→ **REQUIRED ACTION**
Find all lines in the listing that include the word "commits", then copy them.
[[ EXTRACTED MATERIAL open ]]
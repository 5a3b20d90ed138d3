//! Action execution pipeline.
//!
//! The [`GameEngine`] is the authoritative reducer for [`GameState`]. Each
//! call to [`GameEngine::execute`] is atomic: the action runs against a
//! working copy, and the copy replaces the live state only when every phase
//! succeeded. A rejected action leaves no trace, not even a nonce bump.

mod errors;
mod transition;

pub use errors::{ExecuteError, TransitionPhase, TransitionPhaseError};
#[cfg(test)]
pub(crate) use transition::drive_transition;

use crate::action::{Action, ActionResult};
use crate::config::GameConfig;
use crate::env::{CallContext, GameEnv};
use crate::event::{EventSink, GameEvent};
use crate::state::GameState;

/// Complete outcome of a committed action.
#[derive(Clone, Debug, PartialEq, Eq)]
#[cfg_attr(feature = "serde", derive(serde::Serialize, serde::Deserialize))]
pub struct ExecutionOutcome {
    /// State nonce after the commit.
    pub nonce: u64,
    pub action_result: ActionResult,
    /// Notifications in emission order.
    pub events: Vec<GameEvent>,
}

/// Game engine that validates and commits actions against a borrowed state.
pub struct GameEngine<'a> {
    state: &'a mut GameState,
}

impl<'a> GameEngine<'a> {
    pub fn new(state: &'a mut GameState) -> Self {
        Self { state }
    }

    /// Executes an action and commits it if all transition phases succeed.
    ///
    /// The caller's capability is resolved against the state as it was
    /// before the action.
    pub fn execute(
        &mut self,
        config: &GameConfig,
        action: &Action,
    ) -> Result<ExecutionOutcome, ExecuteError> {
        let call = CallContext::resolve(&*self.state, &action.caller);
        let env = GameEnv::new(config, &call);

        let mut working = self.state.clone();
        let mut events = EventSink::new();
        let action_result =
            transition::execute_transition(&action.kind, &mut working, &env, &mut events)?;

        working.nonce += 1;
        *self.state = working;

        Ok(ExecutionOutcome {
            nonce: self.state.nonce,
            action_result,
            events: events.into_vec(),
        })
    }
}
[[ EXTRACTED MATERIAL closed ]]
→ **EXERCISE SOLUTION**
/// Game engine that validates and commits actions against a borrowed state.
    /// Executes an action and commits it if all transition phases succeed.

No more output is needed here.